Sustainable Programming

We have to recognise that seeing changes takes time. However, we can make the small changes which manifest along the way more visible. To unlock more opportunities within the same space, we can make changes through distinct programming that offers different experiences to visitors at different times. This could be a yoga class or workshop for kids in the morning, followed by a drama or dance performance in the evening. Organic play by users of the space, such as how people interact with dynamic outdoor furniture, can also be a part of sustainable programming and play a part in making a place more vibrant.

Part Together
#APARTOGETHER is a series of umbrella-topped public furniture which invites the public to engage with it, allowing for unique experiences to be forged within the space. (Photo: One Bite Design Studio)

Pop-up Tactics

Pop-up interventions capitalise on underutilised space during its downtime. With spaces valued at a premium in high density cities like Singapore, pop-up tactics allow available spaces to be returned to the public realm, as community hubs or other uses that can contribute to placemaking. In Hong Kong, where ground-floor space is often rented out to private companies for commercial use, the annual experiment Project House takes over vacant units, opening them up to public use, ranging from a community barber house to a children-run retail store. This allows for more efficient use of city space for placemaking efforts.

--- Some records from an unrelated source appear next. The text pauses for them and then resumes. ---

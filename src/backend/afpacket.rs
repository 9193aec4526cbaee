//! AF_PACKET transmit ring (`TPACKET_V2`).
//!
//! Every ring slot is seeded with the frame template once. Sending an
//! address patches the slot's destination bytes, marks it for transmission
//! and hands batches to the kernel with a zero-length `send`.

use super::{
    SendPolicy, Transmit,
    frame::{FRAME_LEN, FrameWriter},
    ring::{self, RingGeometry},
    sys,
};
use crate::{error::ResourceError, link::LinkEndpoints};
use memmap2::{MmapOptions, MmapRaw};
use pingtide_common::DestinationAddress;
use std::{
    io, mem,
    os::fd::{AsRawFd, OwnedFd},
    ptr, slice,
    sync::atomic::{Ordering, fence},
    thread,
};

// linux/if_packet.h
const PACKET_VERSION: libc::c_int = 10;
const PACKET_TX_RING: libc::c_int = 13;
const PACKET_QDISC_BYPASS: libc::c_int = 20;
const TPACKET_V2: libc::c_int = 1;

const TP_STATUS_AVAILABLE: u32 = 0;
const TP_STATUS_SEND_REQUEST: u32 = 1;
const TP_STATUS_WRONG_FORMAT: u32 = 4;

/// `struct tpacket2_hdr` is 32 bytes and TX data follows it directly.
const TX_DATA_OFFSET: usize = 32;
const TP_LEN_OFFSET: usize = 4;

/// Capture length the ring is sized for; fits the header plus one probe.
pub const SNAPLEN: usize = 100;

/// Frames queued before the kernel is asked to transmit them.
const FLUSH_BATCH: usize = 256;

#[repr(C)]
struct TpacketReq {
    tp_block_size: libc::c_uint,
    tp_block_nr: libc::c_uint,
    tp_frame_size: libc::c_uint,
    tp_frame_nr: libc::c_uint,
}

pub struct AfPacket {
    socket: OwnedFd,
    ring: MmapRaw,
    geometry: RingGeometry,
    writer: FrameWriter,
    cursor: usize,
    pending: usize,
}

impl AfPacket {
    pub fn open(link: &LinkEndpoints, policy: SendPolicy, budget_mb: usize) -> Result<Self, ResourceError> {
        let geometry = ring::size(budget_mb, SNAPLEN, sys::page_size())?;
        if geometry.frame_size < TX_DATA_OFFSET + FRAME_LEN {
            return Err(ResourceError::RingFrameTooSmall {
                frame_size: geometry.frame_size,
                needed: TX_DATA_OFFSET + FRAME_LEN,
            });
        }

        // protocol 0: transmit only, received frames are never queued here
        let socket = sys::socket(libc::AF_PACKET, libc::SOCK_RAW, 0)
            .map_err(ResourceError::open("AF_PACKET socket"))?;

        sys::setsockopt(&socket, libc::SOL_PACKET, PACKET_VERSION, &TPACKET_V2)
            .map_err(ResourceError::open("TPACKET_V2 ring"))?;

        if let Err(error) = sys::setsockopt(&socket, libc::SOL_PACKET, PACKET_QDISC_BYPASS, &1_i32) {
            debug!(?error, "qdisc bypass unavailable");
        }

        let request = TpacketReq {
            tp_block_size: geometry.block_size as libc::c_uint,
            tp_block_nr: geometry.num_blocks as libc::c_uint,
            tp_frame_size: geometry.frame_size as libc::c_uint,
            tp_frame_nr: geometry.frame_count() as libc::c_uint,
        };
        sys::setsockopt(&socket, libc::SOL_PACKET, PACKET_TX_RING, &request)
            .map_err(ResourceError::open("AF_PACKET tx ring"))?;

        let ring = MmapOptions::new()
            .len(geometry.len())
            .map_raw(socket.as_raw_fd())
            .map_err(ResourceError::open("AF_PACKET tx ring mapping"))?;

        let mut addr: libc::sockaddr_ll = unsafe { mem::zeroed() };
        addr.sll_family = libc::AF_PACKET as libc::c_ushort;
        addr.sll_ifindex = link.ifindex as libc::c_int;
        sys::bind(&socket, &addr).map_err(ResourceError::open("AF_PACKET interface binding"))?;

        let mut this = Self {
            socket,
            ring,
            geometry,
            writer: FrameWriter::new(link.clone(), policy),
            cursor: 0,
            pending: 0,
        };

        let template = *this.writer.template();
        for idx in 0..geometry.frame_count() {
            this.data_mut(idx)[..FRAME_LEN].copy_from_slice(&template);
        }

        info!(
            interface = %link.interface,
            frame_size = geometry.frame_size,
            block_size = geometry.block_size,
            num_blocks = geometry.num_blocks,
            "mapped AF_PACKET tx ring"
        );

        Ok(this)
    }

    fn header(&self, idx: usize) -> *mut u8 {
        debug_assert!(idx < self.geometry.frame_count());
        unsafe { self.ring.as_mut_ptr().add(idx * self.geometry.frame_size) }
    }

    fn status(&self, idx: usize) -> u32 {
        unsafe { ptr::read_volatile(self.header(idx).cast::<u32>()) }
    }

    fn data_mut(&mut self, idx: usize) -> &mut [u8] {
        let len = self.geometry.frame_size - TX_DATA_OFFSET;
        unsafe { slice::from_raw_parts_mut(self.header(idx).add(TX_DATA_OFFSET), len) }
    }

    /// Asks the kernel to transmit every slot marked for sending.
    fn kick(&mut self, flags: libc::c_int) -> io::Result<()> {
        self.pending = 0;
        match sys::send(&self.socket, &[], flags) {
            Ok(_) => Ok(()),
            Err(error) if error.kind() == io::ErrorKind::WouldBlock => Ok(()),
            Err(error) => Err(error),
        }
    }

    /// Waits until the slot under the cursor may be written.
    fn claim(&mut self) -> io::Result<()> {
        let mut kicked = false;
        loop {
            match self.status(self.cursor) {
                TP_STATUS_AVAILABLE => return Ok(()),
                TP_STATUS_WRONG_FORMAT => {
                    debug!(slot = self.cursor, "kernel rejected a ring frame");
                    return Ok(());
                }
                _ if !kicked => {
                    self.kick(0)?;
                    kicked = true;
                }
                _ => thread::yield_now(),
            }
        }
    }
}

impl Transmit for AfPacket {
    fn send(&mut self, dst: &DestinationAddress) -> io::Result<()> {
        self.claim()?;

        let idx = self.cursor;
        let header = self.header(idx);
        // SAFETY: `header` points into the mapping and is reused only once
        // the kernel hands the slot back
        let data = unsafe {
            slice::from_raw_parts_mut(header.add(TX_DATA_OFFSET), self.geometry.frame_size - TX_DATA_OFFSET)
        };
        self.writer.write_into(data, dst);

        unsafe {
            ptr::write_volatile(header.add(TP_LEN_OFFSET).cast::<u32>(), FRAME_LEN as u32);
            fence(Ordering::Release);
            ptr::write_volatile(header.cast::<u32>(), TP_STATUS_SEND_REQUEST);
        }

        self.cursor = (idx + 1) % self.geometry.frame_count();
        self.pending += 1;
        if self.pending >= FLUSH_BATCH {
            self.kick(libc::MSG_DONTWAIT)?;
        }

        Ok(())
    }

    fn flush(&mut self) -> io::Result<()> {
        if self.pending == 0 {
            return Ok(());
        }
        self.kick(libc::MSG_DONTWAIT)
    }
}

#[cfg(test)]
mod tests {
    use super::*;

    #[test]
    fn default_ring_frames_hold_header_and_probe() {
        let geometry = ring::size(8, SNAPLEN, 4096).unwrap();
        assert!(geometry.frame_size >= TX_DATA_OFFSET + FRAME_LEN);
        assert_eq!(geometry.frame_size % ring::FRAME_ALIGNMENT, 0);
    }

    #[test]
    fn tpacket_request_matches_the_kernel_layout() {
        assert_eq!(mem::size_of::<TpacketReq>(), 16);
    }
}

Using Technology to Rethink Public Spaces

The use of a new medium or technology can open up a world of possibilities. For instance, Cat-Streetopia designed by One Bite Design Studio makes use of the gamification tool to allow people to design their own streets by placing public furniture using Augmented Reality. The platform also gives people the opportunity to rethink the post-pandemic sustainability of our street life, encouraging community engagement in neighbourhood enhancement from planning to execution, ultimately achieving the goals of tactical urbanism.

Cat-Streetopia
Cat-Streetopia by One Bite Design Studio initiates a digital movement for people-led neighbourhood regeneration, making use of technology to aid in placemaking. (Photo: One Bite Design Studio)

Differences between Singapore and Hong Kong

Fundamentally, Singapore and Hong Kong are two different cities, with two different local contexts. While some lessons in placemaking may be transferable between the cities, one difference that Mr Alan Cheung points out is the societal behaviour towards activation of public space. For example, there seem to be more intergenerational interactions with public pop-ups in Singapore, whereas kids form the majority of the active users in Hong Kong.

In Conclusion

Agility is an important ingredient in placemaking. Being transformative, catalytic and people-led will enable us as placemakers to see opportunities in the limitations of our space. Far from being a problem, Singapore’s high density can instead be full of potential.